Et de poursuivre que l’Espagne et la France ont “tout intérêt à avoir une relation apaisée avec le Maroc, car les pays européens qui veulent l’inverse perdent à chaque fois ! Que ce soit sur la migration ou la lutte contre les narcotrafiquants, l’Espagne comme la France subissent directement les conséquences d’une brouille diplomatique”.

Manuel Valls estime que “Trump a eu raison de créer l’étincelle en actant la souveraineté du Maroc sur le Sahara”
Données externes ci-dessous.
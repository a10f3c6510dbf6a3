//! Error types for ownership persistence.

use thiserror::Error;

/// Errors that can occur while loading or saving the ownership file.
#[derive(Debug, Error)]
pub enum Error {
    /// IO error.
    #[error("IO error: {0}")]
    Io(#[from] std::io::Error),

    /// Serialization error.
    #[error("Serialization error: {0}")]
    Serialization(#[from] serde_json::Error),

    /// The file parsed but is not a JSON object.
    #[error("Invalid ownership document: expected an object, got {0}")]
    InvalidDocument(&'static str),
}

/// Result type for ownership persistence.
pub type Result<T> = std::result::Result<T, Error>;
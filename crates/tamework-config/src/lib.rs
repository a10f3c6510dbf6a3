//! Tamework Config - item feature configuration sources
//!
//! Feature documents map item ids to settings objects:
//! ```json
//! { "Items": { "Capture_Crate": { "Spawner": true, "SpawnerRoleId": "Fox" } } }
//! ```
//! Each entry is layered over whatever is already registered for that id,
//! so later sources only need to name the keys they change.

mod discovery;
mod error;
mod loader;

pub use discovery::{ConfigDiscovery, MODS_DIR_CANDIDATES, MOD_CONFIG_STEM, OVERRIDE_CONFIG_PATH};
pub use error::{Error, Result};
pub use loader::{DocumentFormat, Loader, BUNDLED_CONFIG_LABEL};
Sur le Maroc justement, Valls estime que “Trump a eu raison de créer l’étincelle en actant la souveraineté du Maroc sur le Sahara”. Il fustige au passage la France et l’Europe qui n’ont pas été, selon ses termes, à la hauteur et accusent un vrai retard. Quant à l’Espagne, il estime que le courant de gauche a une “vision dépassée” de la question. “Au sein du gouvernement espagnol, il y a un allié minoritaire, le parti Podemos qui se cantonne à une ancienne rhétorique de ce que devrait être le Sahara, en refusant de voir la dynamique marocaine sur le terrain”, estime-t-il.

Concernant les accords passés entre le Maroc, les États-Unis et Israël, “la France et l’Espagne n’ont pas salué comme il le fallait cet accord tripartite (…), comme les autres, à l’instar d’Abu Dhabi”, souligne l’ancien Premier ministre. “Peut-être que c’était une gêne par rapport à Donald Trump et Netanyahu, c’est compréhensible, mais seuls nos intérêts stratégiques doivent nous guider face aux nouvelles menaces qui émergent et qui poussent à établir de nouvelles alliances”, avance-t-il.